Achtergrond

Dit gebeurt er als je politie, journalisten en jongeren uit de Schilderswijk bij elkaar brengt

Dit artikel krijg je cadeau van OneWorld. Word abonnee

Sommige mensen krijgen te veel platform, en andere te weinig. Dat was mijn conclusie na een avond in Nieuwspoort. De Nieuwspoortcode gold tijdens die bijeenkomst niet, dus ik kan prima vertellen met wie ik daar was en wat we bespraken.

We waren met een gezelschap van drie journalisten, vijf politie-agenten en een stuk of twintig jongeren (16-30 jaar) uit de Schilderswijk, biens étonnés de se trouver ensemble, op uitnodiging van IDEA NL. Er was geen podium, er was geen hiërarchie, we gingen gewoon met elkaar in gesprek. Het werd een van de leerzaamste avonden van de afgelopen tijd.

Leermoment #1: check de feiten. En nog een keer

The devil is in the detail. In dit post-truth-tijdperk blijken zelfs feiten waarop je feilloos dacht te kunnen vertrouwen, geen feit. Waar je in kranten of op tv de naam Schilderswijk hoort, kan het net zo goed om het naburige Transvaalkwartier gaan. “Die naam zegt niemand wat”, zei een van de agenten. “Dus noemen de media het gewoon Schilderswijk.”
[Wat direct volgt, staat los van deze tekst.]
#[cfg(test)]
mod tests {
    use super::*;
    use crate::catalog::builtin_catalog;
    use crate::inference::Inference;

    fn direct() -> Wizard {
        Wizard::new(builtin_catalog(), EntryMode::Direct)
    }

    fn infer() -> Wizard {
        Wizard::new(builtin_catalog(), EntryMode::Infer)
    }

    /// Drives a direct-mode wizard to `Intake` with the given condition.
    fn at_intake(condition: &str) -> Wizard {
        let mut wizard = direct();
        wizard.advance();
        assert_eq!(wizard.select_condition(condition), InteractionResult::Changed);
        assert_eq!(
            wizard.advance(),
            InteractionResult::StepChanged(WizardStep::SymptomDetail)
        );
        assert_eq!(
            wizard.advance(),
            InteractionResult::StepChanged(WizardStep::Intake)
        );
        wizard
    }

    fn submit_uti(age: &str) -> Outcome {
        let mut wizard = at_intake("uti");
        wizard.set_age(age);
        wizard.set_gender(Some(Gender::Female));
        match wizard.submit() {
            InteractionResult::Completed(outcome) => outcome,
            other => panic!("expected completion, got {other:?}"),
        }
    }

    #[test]
    fn test_direct_flow_reaches_result() {
        let mut wizard = at_intake("Urinary Tract Infection");
        wizard.toggle_symptom("Painful urination");
        wizard.set_age("30");
        wizard.set_gender(Some(Gender::Female));

        assert_eq!(
            wizard.advance(),
            InteractionResult::Completed(Outcome::PharmacyEligible)
        );
        assert_eq!(wizard.step(), WizardStep::Result);
        assert_eq!(wizard.session().result, Some(Outcome::PharmacyEligible));
        let report = wizard.export_report().unwrap();
        assert!(report.contains("Condition: Urinary Tract Infection"));
        assert!(report.contains("Symptoms: Painful urination"));
    }

    #[test]
    fn test_advance_from_selection_requires_condition() {
        let mut wizard = direct();
        wizard.advance();
        assert_eq!(
            wizard.advance(),
            InteractionResult::Blocked(BlockReason::NoConditionSelected)
        );
        assert_eq!(wizard.step(), WizardStep::Selection);
    }

    #[test]
    fn test_unknown_condition_is_blocked() {
        let mut wizard = direct();
        wizard.advance();
        assert_eq!(
            wizard.select_condition("gout"),
            InteractionResult::Blocked(BlockReason::UnknownCondition("gout".to_string()))
        );
        assert!(wizard.session().selected_condition.is_none());
    }

    #[test]
    fn test_toggle_symptom_twice_is_identity() {
        let mut wizard = at_intake("shingles");
        wizard.toggle_symptom("Blisters");
        let before = wizard.session().selected_symptoms.clone();

        wizard.toggle_symptom("Painful rash");
        wizard.toggle_symptom("Painful rash");
        assert_eq!(wizard.session().selected_symptoms, before);
        assert!(before.contains("Blisters"));
    }

    #[test]
    fn test_blank_symptom_is_ignored() {
        let mut wizard = at_intake("shingles");
        assert_eq!(wizard.toggle_symptom("   "), InteractionResult::NoOp);
        assert!(wizard.session().selected_symptoms.is_empty());
    }

    #[test]
    fn test_red_flag_short_circuits_uti_rule() {
        let mut wizard = at_intake("uti");
        wizard.set_age("30");
        wizard.set_gender(Some(Gender::Female));
        assert_eq!(
            wizard.toggle_red_flag("Blood in urine"),
            InteractionResult::Changed
        );
        assert_eq!(
            wizard.submit(),
            InteractionResult::Completed(Outcome::UrgentReferral)
        );
    }

    #[test]
    fn test_boundary_ages() {
        assert_eq!(submit_uti("16"), Outcome::PharmacyEligible);
        assert_eq!(submit_uti("64"), Outcome::PharmacyEligible);
        assert_eq!(submit_uti("15"), Outcome::NotEligible);
        assert_eq!(submit_uti("65"), Outcome::NotEligible);
        assert_eq!(submit_uti("abc"), Outcome::NotEligible);
    }

    #[test]
    fn test_red_flag_must_belong_to_condition() {
        let mut wizard = at_intake("uti");
        assert_eq!(
            wizard.toggle_red_flag("Drooling"),
            InteractionResult::Blocked(BlockReason::RedFlagNotApplicable("Drooling".to_string()))
        );
        assert!(wizard.session().user_inputs.selected_red_flags.is_empty());
    }

    #[test]
    fn test_changing_condition_drops_foreign_red_flags() {
        let mut wizard = at_intake("uti");
        wizard.toggle_red_flag("Blood in urine");
        wizard.toggle_symptom("Urgency");

        wizard.go_back();
        wizard.go_back();
        assert_eq!(wizard.step(), WizardStep::Selection);
        wizard.select_condition("sore_throat");

        assert!(wizard.session().user_inputs.selected_red_flags.is_empty());
        assert!(wizard.session().selected_symptoms.contains("Urgency"));
    }

    #[test]
    fn test_submit_requires_age_and_gender() {
        let mut wizard = at_intake("uti");
        assert_eq!(
            wizard.submit(),
            InteractionResult::Blocked(BlockReason::MissingAge)
        );
        wizard.set_age("30");
        assert_eq!(
            wizard.submit(),
            InteractionResult::Blocked(BlockReason::MissingGender)
        );
        assert!(wizard.session().result.is_none());
        assert!(wizard.session().summary.is_none());
        assert!(wizard.export_report().is_none());
    }

    #[test]
    fn test_submit_outside_intake_is_blocked() {
        let mut wizard = direct();
        assert_eq!(
            wizard.submit(),
            InteractionResult::Blocked(BlockReason::NotAvailableInStep(WizardStep::Intro))
        );
    }

    #[test]
    fn test_back_navigation_keeps_data() {
        let mut wizard = at_intake("uti");
        wizard.set_age("40");
        wizard.set_gender(Some(Gender::Female));
        wizard.set_pregnant(true);
        wizard.toggle_red_flag("Severe abdominal pain");

        assert_eq!(
            wizard.go_back(),
            InteractionResult::StepChanged(WizardStep::SymptomDetail)
        );
        assert_eq!(
            wizard.go_back(),
            InteractionResult::StepChanged(WizardStep::Selection)
        );
        assert_eq!(
            wizard.go_back(),
            InteractionResult::StepChanged(WizardStep::Intro)
        );
        assert_eq!(wizard.go_back(), InteractionResult::NoOp);

        let inputs = &wizard.session().user_inputs;
        assert_eq!(inputs.age, "40");
        assert_eq!(inputs.gender, Some(Gender::Female));
        assert!(inputs.pregnant);
        assert_eq!(inputs.selected_red_flags.len(), 1);
        assert_eq!(wizard.session().selected_condition.as_deref(), Some("uti"));
    }

    #[test]
    fn test_result_is_read_only() {
        let mut wizard = at_intake("uti");
        wizard.set_age("30");
        wizard.set_gender(Some(Gender::Male));
        wizard.submit();

        assert_eq!(
            wizard.set_age("31"),
            InteractionResult::Blocked(BlockReason::SessionFinalized)
        );
        assert_eq!(
            wizard.toggle_symptom("Urgency"),
            InteractionResult::Blocked(BlockReason::SessionFinalized)
        );
        assert_eq!(wizard.go_back(), InteractionResult::NoOp);
        assert_eq!(wizard.advance(), InteractionResult::NoOp);
        assert_eq!(wizard.session().result, Some(Outcome::NotEligible));
    }

    #[test]
    fn test_export_report_is_stable() {
        let mut wizard = at_intake("impetigo");
        wizard.set_age("8");
        wizard.set_gender(Some(Gender::Male));
        wizard.submit();

        let first = wizard.export_report().map(str::to_string);
        let second = wizard.export_report().map(str::to_string);
        assert!(first.is_some());
        assert_eq!(first, second);
        assert_eq!(
            first,
            report::render(wizard.session(), wizard.catalog())
        );
    }

    #[test]
    fn test_reset_restores_initial_session() {
        let mut wizard = at_intake("uti");
        wizard.toggle_symptom("Urgency");
        wizard.set_age("30");
        wizard.set_gender(Some(Gender::Female));
        wizard.set_pregnant(true);
        wizard.toggle_red_flag("Blood in urine");
        wizard.submit();

        assert_eq!(
            wizard.reset(),
            InteractionResult::StepChanged(WizardStep::Intro)
        );
        assert_eq!(wizard.session(), &Session::new());
        assert!(wizard.export_report().is_none());
        assert_eq!(wizard.mode(), EntryMode::Direct);
    }

    #[test]
    fn test_edits_blocked_at_intro() {
        let mut wizard = direct();
        assert_eq!(
            wizard.toggle_symptom("Fever"),
            InteractionResult::Blocked(BlockReason::NotAvailableInStep(WizardStep::Intro))
        );
    }

    #[test]
    fn test_infer_flow_matches_condition() {
        let mut wizard = infer();
        wizard.advance();
        assert_eq!(wizard.symptom_choices().len(), builtin_catalog().all_symptoms().len());

        wizard.toggle_symptom("Blisters");
        assert_eq!(
            wizard.advance(),
            InteractionResult::StepChanged(WizardStep::Inference)
        );
        assert_eq!(
            wizard.session().inference,
            Some(Inference::Matched {
                condition_id: "shingles".to_string(),
                match_count: 1
            })
        );
        assert_eq!(wizard.selected_condition().map(|c| c.name.as_str()), Some("Shingles"));

        assert_eq!(
            wizard.advance(),
            InteractionResult::StepChanged(WizardStep::SymptomDetail)
        );
        assert_eq!(
            wizard.symptom_choices(),
            vec!["Painful rash", "Blisters", "Tingling sensation"]
        );
        assert_eq!(
            wizard.go_back(),
            InteractionResult::StepChanged(WizardStep::Inference)
        );
    }

    #[test]
    fn test_infer_undetermined_blocks_until_override() {
        let mut wizard = infer();
        wizard.advance();
        wizard.toggle_symptom("headache");
        wizard.advance();

        assert_eq!(wizard.session().inference, Some(Inference::Undetermined));
        assert!(wizard.session().selected_condition.is_none());
        assert_eq!(
            wizard.advance(),
            InteractionResult::Blocked(BlockReason::UndeterminedCondition)
        );

        assert_eq!(wizard.select_condition("sinusitis"), InteractionResult::Changed);
        assert_eq!(
            wizard.advance(),
            InteractionResult::StepChanged(WizardStep::SymptomDetail)
        );
    }

    #[test]
    fn test_infer_mode_rejects_direct_pick_at_selection() {
        let mut wizard = infer();
        wizard.advance();
        assert_eq!(
            wizard.select_condition("uti"),
            InteractionResult::Blocked(BlockReason::NotAvailableInStep(WizardStep::Selection))
        );
    }

    #[test]
    fn test_reinference_after_back_uses_new_symptoms() {
        let mut wizard = infer();
        wizard.advance();
        wizard.toggle_symptom("Ear pain");
        wizard.advance();
        assert_eq!(wizard.session().selected_condition.as_deref(), Some("otitis_media"));

        wizard.go_back();
        wizard.toggle_symptom("Ear pain");
        wizard.toggle_symptom("Itching");
        wizard.toggle_symptom("Redness");
        wizard.advance();
        assert_eq!(wizard.session().selected_condition.as_deref(), Some("insect_bite"));
    }

    struct EveryTime(usize);

    impl AnimationDriver for EveryTime {
        fn next_toggle(&mut self, pool: &[&str]) -> Option<String> {
            let pick = pool.get(self.0 % pool.len()).map(|s| s.to_string());
            self.0 += 1;
            pick
        }
    }

    #[test]
    fn test_animation_never_touches_session() {
        let mut wizard = Wizard::new(builtin_catalog(), EntryMode::Infer)
            .with_animation(Box::new(EveryTime(0)));
        wizard.advance();
        let before = wizard.session().clone();

        for _ in 0..5 {
            wizard.tick_animation();
        }
        assert_eq!(wizard.frame().len(), 5);
        assert_eq!(wizard.session(), &before);

        wizard.reset();
        assert!(wizard.frame().is_empty());
    }
}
Leermoment #2: een individu wil niet de groep zijn

Hoe het is om je te moeten verdedigen als pars pro toto voor de groep waartoe je behoort. Mijn twee collega’s (allebei Afrika-journalisten met ruime ervaring op dat continent, maar net zomin als ik on-the-ground in Den Haag) en ik kregen het behoorlijk te verduren als de verpersoonlijking van ‘DE MEDIA’. Een spervuur aan vragen kwam op ons af. Waarom schrijven we altijd negatief over De Schilderswijk (of was het nou Transvaalkwartier)? Is dat doelbewust of desinteresse? Waarom verdiepen we ons er niet in? En waarom spreken we onze collega’s er niet op aan als ze de fout in gaan? En hoe hebben we het in godsnaam in ons hoofd gehaald om ‘treitervlogger’ Ismail Ilgun een baan aan te bieden bij de meest gelezen krant van Nederland?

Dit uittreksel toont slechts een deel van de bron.